◆ **WHAT YOU HAVE TO DO**
Would you copy each line of the data below that has "denied"?

◆ **DATASET RECORDS**
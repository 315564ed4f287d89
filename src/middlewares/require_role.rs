/*!
 * 基于角色的访问控制中间件
 *
 * 此中间件必须在 RequireJWT 中间件之后使用，用于验证用户是否具有特定角色权限。
 *
 * ```rust,ignore
 * .wrap(RequireRole::new(&UserRole::Admin))          // 单一角色
 * .wrap(RequireRole::new_any(UserRole::staff_roles())) // 任一角色即可
 * ```
 */

use actix_service::{Service, Transform};
use actix_web::{
    Error, HttpMessage,
    body::EitherBody,
    dev::{ServiceRequest, ServiceResponse},
    http::StatusCode,
};
use futures_util::future::{LocalBoxFuture, Ready, ready};
use std::rc::Rc;
use tracing::info;

use crate::{
    middlewares::RequireJWT,
    models::{
        ErrorCode,
        users::entities::{User, UserRole},
    },
};

use super::create_error_response;

#[derive(Clone)]
pub struct RequireRole {
    required_roles: Vec<UserRole>,
    require_all: bool, // true表示需要所有角色，false表示任一角色即可
}

impl RequireRole {
    /// 创建需要特定角色的中间件
    pub fn new(role: &UserRole) -> Self {
        Self {
            required_roles: vec![*role],
            require_all: true,
        }
    }

    /// 创建需要任一角色的中间件
    pub fn new_any(roles: &[&UserRole]) -> Self {
        Self {
            required_roles: roles.iter().map(|r| **r).collect(),
            require_all: false,
        }
    }
}

impl<S, B> Transform<S, ServiceRequest> for RequireRole
where
    S: Service<ServiceRequest, Response = ServiceResponse<B>, Error = Error> + 'static,
    B: 'static,
{
    type Response = ServiceResponse<EitherBody<B>>;
    type Error = Error;
    type InitError = ();
    type Transform = RequireRoleMiddleware<S>;
    type Future = Ready<Result<Self::Transform, Self::InitError>>;

    fn new_transform(&self, service: S) -> Self::Future {
        ready(Ok(RequireRoleMiddleware {
            service: Rc::new(service),
            required_roles: self.required_roles.clone(),
            require_all: self.require_all,
        }))
    }
}

pub struct RequireRoleMiddleware<S> {
    service: Rc<S>,
    required_roles: Vec<UserRole>,
    require_all: bool,
}

impl<S, B> Service<ServiceRequest> for RequireRoleMiddleware<S>
where
    S: Service<ServiceRequest, Response = ServiceResponse<B>, Error = Error> + 'static,
    B: 'static,
{
    type Response = ServiceResponse<EitherBody<B>>;
    type Error = Error;
    type Future = LocalBoxFuture<'static, Result<Self::Response, Self::Error>>;

    fn poll_ready(
        &self,
        ctx: &mut std::task::Context<'_>,
    ) -> std::task::Poll<Result<(), Self::Error>> {
        self.service.poll_ready(ctx)
    }

    fn call(&self, req: ServiceRequest) -> Self::Future {
        let srv = self.service.clone();
        let required_roles = self.required_roles.clone();
        let require_all = self.require_all;

        Box::pin(async move {
            // 从请求扩展中获取用户
            let current_user = req.extensions().get::<User>().cloned();

            match current_user {
                Some(user) => {
                    let user_role = RequireJWT::extract_user_role(req.request());
                    let has_permission = if require_all {
                        // 需要所有角色（通常用于单一角色验证）
                        required_roles
                            .iter()
                            .all(|role| user_role.as_ref() == Some(role))
                    } else {
                        // 需要任一角色
                        required_roles
                            .iter()
                            .any(|role| user_role.as_ref() == Some(role))
                    };

                    if has_permission {
                        let res = srv.call(req).await?.map_into_left_body();
                        Ok(res)
                    } else {
                        info!(
                            "Access denied for user {} (role: {:?}). Required roles: {:?}",
                            user.id, user_role, required_roles
                        );
                        Ok(req.into_response(
                            create_error_response(
                                StatusCode::FORBIDDEN,
                                ErrorCode::Forbidden,
                                "Access denied.",
                            )
                            .map_into_right_body(),
                        ))
                    }
                }
                None => {
                    info!(
                        "Role check failed: No user found in request. Make sure RequireJWT middleware is applied first."
                    );
                    Ok(req.into_response(
                        create_error_response(
                            StatusCode::UNAUTHORIZED,
                            ErrorCode::Unauthorized,
                            "Authentication required",
                        )
                        .map_into_right_body(),
                    ))
                }
            }
        })
    }
}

◆ **EXERCISE SOLUTION**
                            "Access denied for user {} (role: {:?}). Required roles: {:?}",
                                "Access denied.",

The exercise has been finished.